WORK TASK: Pull from the data below each line where the word "Clone" occurs, and copy it.

━━━ PROVIDED DATA

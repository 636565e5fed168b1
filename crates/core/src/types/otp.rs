//! One-time passcodes used for signup verification and password resets.
//!
//! The backend generates and delivers codes; this type only guarantees that
//! what we forward has the right shape.

use core::fmt;

use serde::{Deserialize, Serialize};

/// Number of digits in an OTP.
pub const OTP_LENGTH: usize = 6;

/// Errors that can occur when parsing an [`OtpCode`].
#[derive(thiserror::Error, Debug, Clone, PartialEq, Eq)]
pub enum OtpError {
    #[error("code must be exactly 6 digits")]
    WrongLength,
    #[error("code must contain only digits")]
    NonDigit,
}

/// A six digit one-time passcode.
#[derive(Clone, PartialEq, Eq, Serialize, Deserialize)]
#[serde(try_from = "String", into = "String")]
pub struct OtpCode(String);

impl OtpCode {
    /// Parse a code, trimming surrounding whitespace.
    ///
    /// # Errors
    ///
    /// Returns [`OtpError`] if the code is not exactly six ASCII digits.
    pub fn parse(s: &str) -> Result<Self, OtpError> {
        let trimmed = s.trim();
        if trimmed.chars().count() != OTP_LENGTH {
            return Err(OtpError::WrongLength);
        }
        if !trimmed.chars().all(|c| c.is_ascii_digit()) {
            return Err(OtpError::NonDigit);
        }
        Ok(Self(trimmed.to_owned()))
    }

    #[must_use]
    pub fn as_str(&self) -> &str {
        &self.0
    }
}

// Codes are credentials; keep them out of logs.
impl fmt::Debug for OtpCode {
    fn fmt(&self, f: &mut fmt::Formatter<'_>) -> fmt::Result {
        f.write_str("OtpCode(******)")
    }
}

impl TryFrom<String> for OtpCode {
    type Error = OtpError;

    fn try_from(value: String) -> Result<Self, Self::Error> {
        Self::parse(&value)
    }
}

impl From<OtpCode> for String {
    fn from(code: OtpCode) -> Self {
        code.0
    }
}

/// What an OTP was issued for.
#[derive(Debug, Clone, Copy, PartialEq, Eq, Hash, Serialize, Deserialize)]
#[serde(rename_all = "snake_case")]
pub enum OtpPurpose {
    SignupVerification,
    PasswordReset,
}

━━━━━━

YOUR RESPONSE:
#[derive(thiserror::Error, Debug, Clone, PartialEq, Eq)]
#[derive(Clone, PartialEq, Eq, Serialize, Deserialize)]
#[derive(Debug, Clone, Copy, PartialEq, Eq, Hash, Serialize, Deserialize)]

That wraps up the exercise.